### Assignment:
For each line in the records, produce an exact copy.

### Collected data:

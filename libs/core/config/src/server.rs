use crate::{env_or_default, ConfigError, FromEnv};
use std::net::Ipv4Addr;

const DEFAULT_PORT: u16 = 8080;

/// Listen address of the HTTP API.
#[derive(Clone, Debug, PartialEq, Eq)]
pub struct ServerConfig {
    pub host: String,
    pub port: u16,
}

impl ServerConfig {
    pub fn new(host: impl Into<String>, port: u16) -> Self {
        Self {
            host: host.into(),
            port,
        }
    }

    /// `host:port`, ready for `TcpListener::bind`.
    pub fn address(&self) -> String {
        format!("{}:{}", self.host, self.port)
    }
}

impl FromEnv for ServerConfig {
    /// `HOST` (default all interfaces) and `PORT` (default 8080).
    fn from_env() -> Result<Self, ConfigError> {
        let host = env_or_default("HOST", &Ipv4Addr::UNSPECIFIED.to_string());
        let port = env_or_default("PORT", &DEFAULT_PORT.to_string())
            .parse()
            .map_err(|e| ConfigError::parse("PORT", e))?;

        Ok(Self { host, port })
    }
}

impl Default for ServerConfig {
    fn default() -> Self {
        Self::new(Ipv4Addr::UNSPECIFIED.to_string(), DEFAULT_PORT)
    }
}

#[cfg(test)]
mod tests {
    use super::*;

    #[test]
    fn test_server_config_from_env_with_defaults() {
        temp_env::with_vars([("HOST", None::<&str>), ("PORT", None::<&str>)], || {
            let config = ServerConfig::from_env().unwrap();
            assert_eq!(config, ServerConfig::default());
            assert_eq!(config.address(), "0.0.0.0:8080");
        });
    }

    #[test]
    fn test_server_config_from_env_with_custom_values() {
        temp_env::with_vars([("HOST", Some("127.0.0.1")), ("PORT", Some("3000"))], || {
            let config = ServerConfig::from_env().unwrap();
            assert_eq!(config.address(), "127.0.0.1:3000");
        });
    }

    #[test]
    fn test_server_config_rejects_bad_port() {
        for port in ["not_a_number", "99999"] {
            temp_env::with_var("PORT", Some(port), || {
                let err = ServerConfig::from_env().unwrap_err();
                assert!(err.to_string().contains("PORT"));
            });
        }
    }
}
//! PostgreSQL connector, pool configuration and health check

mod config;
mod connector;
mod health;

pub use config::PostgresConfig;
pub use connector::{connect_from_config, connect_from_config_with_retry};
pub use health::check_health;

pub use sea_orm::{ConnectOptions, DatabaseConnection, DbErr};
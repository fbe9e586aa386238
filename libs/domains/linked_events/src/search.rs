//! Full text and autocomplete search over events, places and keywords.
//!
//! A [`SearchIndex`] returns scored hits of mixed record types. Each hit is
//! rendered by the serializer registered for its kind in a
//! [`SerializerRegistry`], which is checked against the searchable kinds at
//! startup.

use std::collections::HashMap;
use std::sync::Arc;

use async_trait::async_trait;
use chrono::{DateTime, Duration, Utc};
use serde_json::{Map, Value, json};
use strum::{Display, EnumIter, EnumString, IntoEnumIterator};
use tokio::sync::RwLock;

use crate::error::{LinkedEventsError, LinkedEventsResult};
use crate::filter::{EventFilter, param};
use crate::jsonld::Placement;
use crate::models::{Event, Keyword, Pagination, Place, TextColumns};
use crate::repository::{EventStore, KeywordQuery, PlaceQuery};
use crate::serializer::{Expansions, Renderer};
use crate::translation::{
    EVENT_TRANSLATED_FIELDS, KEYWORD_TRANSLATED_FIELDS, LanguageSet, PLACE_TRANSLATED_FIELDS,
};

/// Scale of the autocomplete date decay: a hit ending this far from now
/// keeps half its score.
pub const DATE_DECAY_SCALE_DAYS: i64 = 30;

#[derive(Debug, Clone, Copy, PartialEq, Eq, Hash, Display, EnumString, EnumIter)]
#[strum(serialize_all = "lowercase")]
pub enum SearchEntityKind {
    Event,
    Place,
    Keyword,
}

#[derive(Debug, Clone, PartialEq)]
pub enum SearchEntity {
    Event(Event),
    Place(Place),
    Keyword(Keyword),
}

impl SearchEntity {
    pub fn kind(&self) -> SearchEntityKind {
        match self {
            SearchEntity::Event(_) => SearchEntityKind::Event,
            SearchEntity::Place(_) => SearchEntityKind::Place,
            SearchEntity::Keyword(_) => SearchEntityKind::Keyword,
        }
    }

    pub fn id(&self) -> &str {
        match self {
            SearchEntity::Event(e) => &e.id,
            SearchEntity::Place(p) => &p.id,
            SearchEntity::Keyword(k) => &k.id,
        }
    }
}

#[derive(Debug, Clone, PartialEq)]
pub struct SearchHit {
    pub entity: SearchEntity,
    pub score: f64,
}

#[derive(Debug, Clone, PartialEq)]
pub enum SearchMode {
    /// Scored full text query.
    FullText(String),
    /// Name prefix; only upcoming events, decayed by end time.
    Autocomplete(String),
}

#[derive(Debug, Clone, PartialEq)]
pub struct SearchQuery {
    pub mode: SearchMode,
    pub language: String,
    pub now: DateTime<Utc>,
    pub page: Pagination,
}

### Task answer:
filename libs/core/config/src/server.rs
use crate::{env_or_default, ConfigError, FromEnv};
use std::net::Ipv4Addr;

const DEFAULT_PORT: u16 = 8080;

/// Listen address of the HTTP API.
#[derive(Clone, Debug, PartialEq, Eq)]
pub struct ServerConfig {
    pub host: String,
    pub port: u16,
}

impl ServerConfig {
    pub fn new(host: impl Into<String>, port: u16) -> Self {
        Self {
            host: host.into(),
            port,
        }
    }

    /// `host:port`, ready for `TcpListener::bind`.
    pub fn address(&self) -> String {
        format!("{}:{}", self.host, self.port)
    }
}

impl FromEnv for ServerConfig {
    /// `HOST` (default all interfaces) and `PORT` (default 8080).
    fn from_env() -> Result<Self, ConfigError> {
        let host = env_or_default("HOST", &Ipv4Addr::UNSPECIFIED.to_string());
        let port = env_or_default("PORT", &DEFAULT_PORT.to_string())
            .parse()
            .map_err(|e| ConfigError::parse("PORT", e))?;

        Ok(Self { host, port })
    }
}

impl Default for ServerConfig {
    fn default() -> Self {
        Self::new(Ipv4Addr::UNSPECIFIED.to_string(), DEFAULT_PORT)
    }
}

#[cfg(test)]
mod tests {
    use super::*;

    #[test]
    fn test_server_config_from_env_with_defaults() {
        temp_env::with_vars([("HOST", None::<&str>), ("PORT", None::<&str>)], || {
            let config = ServerConfig::from_env().unwrap();
            assert_eq!(config, ServerConfig::default());
            assert_eq!(config.address(), "0.0.0.0:8080");
        });
    }

    #[test]
    fn test_server_config_from_env_with_custom_values() {
        temp_env::with_vars([("HOST", Some("127.0.0.1")), ("PORT", Some("3000"))], || {
            let config = ServerConfig::from_env().unwrap();
            assert_eq!(config.address(), "127.0.0.1:3000");
        });
    }

    #[test]
    fn test_server_config_rejects_bad_port() {
        for port in ["not_a_number", "99999"] {
            temp_env::with_var("PORT", Some(port), || {
                let err = ServerConfig::from_env().unwrap_err();
                assert!(err.to_string().contains("PORT"));
            });
        }
    }
}
//! PostgreSQL connector, pool configuration and health check

mod config;
mod connector;
mod health;

pub use config::PostgresConfig;
pub use connector::{connect_from_config, connect_from_config_with_retry};
pub use health::check_health;

pub use sea_orm::{ConnectOptions, DatabaseConnection, DbErr};
repository fbe9e586aa386238
filename libs/domains/linked_events/src/search.rs
//! Full text and autocomplete search over events, places and keywords.
//!
//! A [`SearchIndex`] returns scored hits of mixed record types. Each hit is
//! rendered by the serializer registered for its kind in a
//! [`SerializerRegistry`], which is checked against the searchable kinds at
//! startup.

use std::collections::HashMap;
use std::sync::Arc;

use async_trait::async_trait;
use chrono::{DateTime, Duration, Utc};
use serde_json::{Map, Value, json};
use strum::{Display, EnumIter, EnumString, IntoEnumIterator};
use tokio::sync::RwLock;

use crate::error::{LinkedEventsError, LinkedEventsResult};
use crate::filter::{EventFilter, param};
use crate::jsonld::Placement;
use crate::models::{Event, Keyword, Pagination, Place, TextColumns};
use crate::repository::{EventStore, KeywordQuery, PlaceQuery};
use crate::serializer::{Expansions, Renderer};
use crate::translation::{
    EVENT_TRANSLATED_FIELDS, KEYWORD_TRANSLATED_FIELDS, LanguageSet, PLACE_TRANSLATED_FIELDS,
};

/// Scale of the autocomplete date decay: a hit ending this far from now
/// keeps half its score.
pub const DATE_DECAY_SCALE_DAYS: i64 = 30;

#[derive(Debug, Clone, Copy, PartialEq, Eq, Hash, Display, EnumString, EnumIter)]
#[strum(serialize_all = "lowercase")]
pub enum SearchEntityKind {
    Event,
    Place,
    Keyword,
}

#[derive(Debug, Clone, PartialEq)]
pub enum SearchEntity {
    Event(Event),
    Place(Place),
    Keyword(Keyword),
}

impl SearchEntity {
    pub fn kind(&self) -> SearchEntityKind {
        match self {
            SearchEntity::Event(_) => SearchEntityKind::Event,
            SearchEntity::Place(_) => SearchEntityKind::Place,
            SearchEntity::Keyword(_) => SearchEntityKind::Keyword,
        }
    }

    pub fn id(&self) -> &str {
        match self {
            SearchEntity::Event(e) => &e.id,
            SearchEntity::Place(p) => &p.id,
            SearchEntity::Keyword(k) => &k.id,
        }
    }
}

#[derive(Debug, Clone, PartialEq)]
pub struct SearchHit {
    pub entity: SearchEntity,
    pub score: f64,
}

#[derive(Debug, Clone, PartialEq)]
pub enum SearchMode {
    /// Scored full text query.
    FullText(String),
    /// Name prefix; only upcoming events, decayed by end time.
    Autocomplete(String),
}

#[derive(Debug, Clone, PartialEq)]
pub struct SearchQuery {
    pub mode: SearchMode,
    pub language: String,
    pub now: DateTime<Utc>,
    pub page: Pagination,
}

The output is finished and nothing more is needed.